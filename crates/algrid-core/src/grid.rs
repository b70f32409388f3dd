// ─────────────────────────────────────────────────────────────────────
// Algrid — Alignment Grid
// ─────────────────────────────────────────────────────────────────────
//! Consistency-marking grid over a word-aligned sentence pair.
//!
//! Columns are source positions `f`, rows are target positions `e`. For
//! each span the caller judged alignment-consistent, the grid records the
//! span at the four cells under its four corners. Extraction logic then
//! finds diagonally adjacent consistent spans by looking one step past a
//! span's corner for the opposite corner role.
//!
//! # Lifecycle
//!
//! The `capacity × capacity` cell matrix is allocated once and reused for
//! every sentence pair. `init` resets only the `F × E` working rectangle;
//! cells outside it may hold stale markers from a larger sentence, which
//! is why every accessor is bounds-checked against the current rectangle.

use std::sync::Arc;

use algrid_types::{
    Corner, GridConfig, GridError, GridResult, PhraseSpan, RelativePos, SpanBounds, MAX_SENT_LEN,
};

use crate::cell::GridCell;

/// Fixed-capacity alignment grid, reused across sentence pairs.
///
/// Not thread-safe for mutation: one grid per worker.
#[derive(Debug)]
pub struct AlignmentGrid<S = PhraseSpan> {
    capacity: usize,
    f_len: usize,
    e_len: usize,
    /// Row-major by `f`: cell `(f, e)` lives at `f * capacity + e`.
    cells: Vec<GridCell<S>>,
    spans: Vec<Arc<S>>,
}

impl<S> Default for AlignmentGrid<S> {
    fn default() -> Self {
        Self::allocate(MAX_SENT_LEN, GridConfig::default().span_capacity)
    }
}

impl<S> AlignmentGrid<S> {
    /// Allocate a grid sized by `config`. The working rectangle starts
    /// empty; call [`init`](Self::init) before inserting spans.
    pub fn new(config: &GridConfig) -> GridResult<Self> {
        config.validate()?;
        Ok(Self::allocate(config.max_sentence_len, config.span_capacity))
    }

    /// Allocate a grid with the given matrix side and default span capacity.
    pub fn with_capacity(max_sentence_len: usize) -> GridResult<Self> {
        Self::new(&GridConfig {
            max_sentence_len,
            ..Default::default()
        })
    }

    pub(crate) fn allocate(capacity: usize, span_capacity: usize) -> Self {
        log::debug!("AlignmentGrid: allocating {capacity}x{capacity} cells");
        let mut cells = Vec::with_capacity(capacity * capacity);
        cells.resize_with(capacity * capacity, GridCell::default);
        Self {
            capacity,
            f_len: 0,
            e_len: 0,
            cells,
            spans: Vec::with_capacity(span_capacity),
        }
    }

    /// Start a new sentence pair of target length `e_len` and source
    /// length `f_len`.
    ///
    /// Fails with `SentenceTooLong` if either side reaches the capacity;
    /// the grid is left untouched in that case.
    pub fn init(&mut self, e_len: usize, f_len: usize) -> GridResult<()> {
        if e_len >= self.capacity || f_len >= self.capacity {
            log::warn!(
                "AlignmentGrid: rejecting sentence pair f_len={f_len} e_len={e_len} (capacity {})",
                self.capacity
            );
            return Err(GridError::SentenceTooLong {
                e_len,
                f_len,
                max: self.capacity,
            });
        }
        self.e_len = e_len;
        self.f_len = f_len;
        self.spans.clear();
        for f in 0..f_len {
            let row = f * self.capacity;
            for cell in &mut self.cells[row..row + e_len] {
                cell.reset();
            }
        }
        Ok(())
    }

    /// Source length of the current sentence pair.
    pub fn f_len(&self) -> usize {
        self.f_len
    }

    /// Target length of the current sentence pair.
    pub fn e_len(&self) -> usize {
        self.e_len
    }

    /// Side of the backing matrix.
    pub fn capacity(&self) -> usize {
        self.capacity
    }

    /// All spans passed to [`add_span`](Self::add_span) since the last
    /// `init`, in insertion order, consistent or not.
    pub fn spans(&self) -> &[Arc<S>] {
        &self.spans
    }

    /// Corner state at `(f, e)`.
    pub fn cell_at(&self, f: usize, e: usize) -> GridResult<&GridCell<S>> {
        self.check_point(f, e)?;
        Ok(&self.cells[self.index(f, e)])
    }

    /// Mark only the four corner flags of a box, without storing a span
    /// or listing it.
    pub fn add_corners_only(
        &mut self,
        f_start: usize,
        f_end: usize,
        e_start: usize,
        e_end: usize,
    ) -> GridResult<()> {
        let bounds = PhraseSpan::new(f_start, f_end, e_start, e_end)?;
        self.check_span(&bounds)?;
        for corner in Corner::ALL {
            let (f, e) = corner.of(&bounds);
            let idx = self.index(f, e);
            self.cells[idx].set(corner, true);
        }
        Ok(())
    }

    /// Classify `(f, e)` against `span`. Does not consult grid state.
    pub fn relative_pos<T: SpanBounds + ?Sized>(
        &self,
        span: &T,
        f: usize,
        e: usize,
    ) -> RelativePos {
        RelativePos::classify(span, f, e)
    }

    /// Whether the cell at `(f, e)` carries the corner marker that a
    /// diagonal neighbour of `span` in that direction would leave there.
    /// Always false for points not diagonal to `span`.
    pub fn has_facing_corner<T: SpanBounds + ?Sized>(
        &self,
        span: &T,
        f: usize,
        e: usize,
    ) -> GridResult<bool> {
        let cell = self.cell_at(f, e)?;
        Ok(RelativePos::classify(span, f, e)
            .facing_corner()
            .map_or(false, |corner| cell.has(corner)))
    }

    /// Spans recorded at `(f, e)` under the corner role facing `span`.
    /// Empty for points not diagonal to `span`.
    pub fn facing_spans<T: SpanBounds + ?Sized>(
        &self,
        span: &T,
        f: usize,
        e: usize,
    ) -> GridResult<&[Arc<S>]> {
        let cell = self.cell_at(f, e)?;
        Ok(match RelativePos::classify(span, f, e).facing_corner() {
            Some(corner) => cell.spans(corner),
            None => &[],
        })
    }

    /// Consistent spans touching `span` corner-to-corner, one step away
    /// on each diagonal. These are the candidates for concatenation into
    /// a larger phrase pair.
    pub fn diagonal_neighbours<T: SpanBounds + ?Sized>(
        &self,
        span: &T,
    ) -> GridResult<Vec<(RelativePos, Arc<S>)>> {
        self.check_span(span)?;
        let west = span.f_start().checked_sub(1);
        let north = span.e_start().checked_sub(1);
        let east = Some(span.f_end() + 1).filter(|&f| f < self.f_len);
        let south = Some(span.e_end() + 1).filter(|&e| e < self.e_len);

        let probes = [
            (RelativePos::NW, west, north),
            (RelativePos::NE, east, north),
            (RelativePos::SW, west, south),
            (RelativePos::SE, east, south),
        ];

        let mut out = Vec::new();
        for (pos, f, e) in probes {
            let (Some(f), Some(e)) = (f, e) else {
                continue;
            };
            out.extend(
                self.facing_spans(span, f, e)?
                    .iter()
                    .map(|s| (pos, Arc::clone(s))),
            );
        }
        Ok(out)
    }

    #[inline]
    fn index(&self, f: usize, e: usize) -> usize {
        f * self.capacity + e
    }

    fn check_point(&self, f: usize, e: usize) -> GridResult<()> {
        if f >= self.f_len || e >= self.e_len {
            return Err(GridError::OutOfRange {
                f,
                e,
                f_len: self.f_len,
                e_len: self.e_len,
            });
        }
        Ok(())
    }

    fn check_span<T: SpanBounds + ?Sized>(&self, span: &T) -> GridResult<()> {
        if span.f_start() > span.f_end() || span.e_start() > span.e_end() {
            return Err(GridError::InvalidSpan(format!(
                "f=[{}, {}] e=[{}, {}]",
                span.f_start(),
                span.f_end(),
                span.e_start(),
                span.e_end()
            )));
        }
        self.check_point(span.f_end(), span.e_end())
    }
}

impl<S: SpanBounds> AlignmentGrid<S> {
    /// Add a span judged by the caller against the word alignment.
    ///
    /// Consistent spans are recorded at their four corner cells. Every
    /// span, consistent or not, is appended to [`spans`](Self::spans);
    /// callers that only want consistent spans filter the list themselves.
    pub fn add_span(&mut self, span: impl Into<Arc<S>>, is_consistent: bool) -> GridResult<()> {
        let span = span.into();
        self.check_span(&*span)?;
        if is_consistent {
            for corner in Corner::ALL {
                let (f, e) = corner.of(&*span);
                let idx = self.index(f, e);
                self.cells[idx].add(corner, Arc::clone(&span));
            }
        }
        self.spans.push(span);
        Ok(())
    }
}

##############################

The answer should be nothing but the number of lines above that contain "word".

▶ Task result
2